■ EXERCISE REQUIREMENTS
Transcribe the listing word for word. Begin at its first line and end with the line containing "pub fn new(store: Arc<Store>)".

[[ RECORDS SHOWN open ]]

//! Data-center role: serves every data intent against the store.
//!
//! Store operations are synchronous file work behind collection locks,
//! so they run on the blocking thread pool.

use crate::handlers::to_payload;
use crate::intents::{
    self, AccessRequestRecordPayload, IdentityEventsPayload, IdentityMergePayload,
    LocationConfigReply, PolicyUpdatePayload, PolicyUpdateReply, StoredReply,
    ThresholdConfigReply, UserDataReply, UserScopedPayload,
};
use async_trait::async_trait;
use cordon_core::{CordonError, CordonResult, NodeRole};
use cordon_fabric::{Envelope, FabricNode, IntentHandler};
use cordon_store::Store;
use cordon_trust::clean_and_score;
use std::sync::Arc;
use tracing::info;

/// One handler serves all data intents; dispatch is on the intent tag.
pub struct DataCenterService {
    store: Arc<Store>,
}

impl DataCenterService {
    /// Wrap a store for fabric service.
    pub fn new(store: Arc<Store>) -> Self {
        Self { store }
    }
}

/// Register the data-center intents with their sender roles.
pub async fn register(node: &FabricNode, store: Arc<Store>) {
    let service = Arc::new(DataCenterService::new(store));
    let pairs = [
        (NodeRole::AccessProxy, intents::STORE_ACCESS_REQUEST),
        (NodeRole::AccessProxy, intents::STORE_IDENTITY_EVENTS),
        (NodeRole::AccessProxy, intents::UPDATE_USER_ROLES),
        (NodeRole::Decision, intents::REQUEST_USER_DATA),
        (NodeRole::Decision, intents::REQUEST_LOC_CONFIGS),
        (NodeRole::PolicyEngine, intents::REQUEST_THRESHOLD_CONFIGS),
        (NodeRole::PolicyEngine, intents::STORE_ACCESS_DECISION),
        (NodeRole::WebFront, intents::UPDATE_POLICY_CONFIGS),
    ];
    for (role, intent) in pairs {
        node.register_handler(role, intent, service.clone()).await;
    }
}

/// Run a store closure on the blocking pool.
async fn run_store<T: Send + 'static>(
    store: &Arc<Store>,
    f: impl FnOnce(&Store) -> CordonResult<T> + Send + 'static,
) -> CordonResult<T> {
    let store = store.clone();
    match tokio::task::spawn_blocking(move || f(&store)).await {
        Ok(result) => result,
        Err(e) => Err(CordonError::serialization(format!("store task failed: {e}"))),
    }
}

#[async_trait]
impl IntentHandler for DataCenterService {
    async fn handle(
        &self,
        _fabric: &FabricNode,
        envelope: Envelope,
    ) -> CordonResult<Option<serde_json::Value>> {
        match envelope.intent.as_str() {
            intents::STORE_ACCESS_REQUEST => {
                let payload: AccessRequestRecordPayload = envelope.decode()?;
                let id = run_store(&self.store, move |store| {
                    store.append_access_request(payload.access_request)
                })
                .await?;
                info!(id, "access request recorded");
                Ok(Some(to_payload(&StoredReply { id })?))
            }
            intents::STORE_IDENTITY_EVENTS => {
                let payload: IdentityEventsPayload = envelope.decode()?;
                let stored = run_store(&self.store, move |store| {
                    store.ingest_auth_events(clean_and_score(payload.events))
                })
                .await?;
                info!(stored, "identity events ingested");
                Ok(Some(serde_json::json!({ "stored": stored })))
            }
            intents::UPDATE_USER_ROLES => {
                let payload: IdentityMergePayload = envelope.decode()?;
                run_store(&self.store, move |store| {
                    store.merge_identities(payload.extracted_data)
                })
                .await?;
                Ok(None)
            }
            intents::REQUEST_USER_DATA => {
                let payload: UserScopedPayload = envelope.decode()?;
                let reply = run_store(&self.store, move |store| {
                    Ok(UserDataReply {
                        user: store.identity(&payload.user_id)?,
                        latest_request: store.latest_access_request(&payload.user_id)?,
                        latest_data: store.latest_auth_event(&payload.user_id)?,
                    })
                })
                .await?;
                Ok(Some(to_payload(&reply)?))
            }
            intents::REQUEST_LOC_CONFIGS => {
                let reply = run_store(&self.store, |store| {
                    Ok(LocationConfigReply {
                        ta_data: store.policy().location_policy()?,
                    })
                })
                .await?;
                Ok(Some(to_payload(&reply)?))
            }
            intents::REQUEST_THRESHOLD_CONFIGS => {
                let reply = run_store(&self.store, |store| {
                    Ok(ThresholdConfigReply {
                        policy_configs: store.policy().thresholds()?,
                    })
                })
                .await?;
                Ok(Some(to_payload(&reply)?))
            }
            intents::STORE_ACCESS_DECISION => {
                let decision: intents::StoreDecisionPayload = envelope.decode()?;
                let id =
                    run_store(&self.store, move |store| store.append_decision(decision)).await?;
                info!(id, "access decision logged");
                Ok(Some(to_payload(&StoredReply { id })?))
            }
            intents::UPDATE_POLICY_CONFIGS => {
                let payload: PolicyUpdatePayload = envelope.decode()?;
                let partial: serde_yaml::Value = serde_yaml::to_value(&payload.data)
                    .map_err(|e| CordonError::serialization(e.to_string()))?;
                let partial = partial
                    .as_mapping()
                    .cloned()
                    .ok_or_else(|| CordonError::malformed("policy update must be a mapping"))?;
                let status =
                    run_store(&self.store, move |store| store.policy().update(&partial)).await?;
                Ok(Some(to_payload(&PolicyUpdateReply { status })?))
            }
            other => Err(CordonError::malformed(format!(
                "data center does not serve intent '{other}'"
            ))),
        }
    }
}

[[ RECORDS SHOWN closed ]]

■ OUTPUT FOR THIS EXERCISE
//! Data-center role: serves every data intent against the store.
//!
//! Store operations are synchronous file work behind collection locks,
//! so they run on the blocking thread pool.

use crate::handlers::to_payload;
use crate::intents::{
    self, AccessRequestRecordPayload, IdentityEventsPayload, IdentityMergePayload,
    LocationConfigReply, PolicyUpdatePayload, PolicyUpdateReply, StoredReply,
    ThresholdConfigReply, UserDataReply, UserScopedPayload,
};
use async_trait::async_trait;
use cordon_core::{CordonError, CordonResult, NodeRole};
use cordon_fabric::{Envelope, FabricNode, IntentHandler};
use cordon_store::Store;
use cordon_trust::clean_and_score;
use std::sync::Arc;
use tracing::info;

/// One handler serves all data intents; dispatch is on the intent tag.
pub struct DataCenterService {
    store: Arc<Store>,
}

impl DataCenterService {
    /// Wrap a store for fabric service.
    pub fn new(store: Arc<Store>) -> Self {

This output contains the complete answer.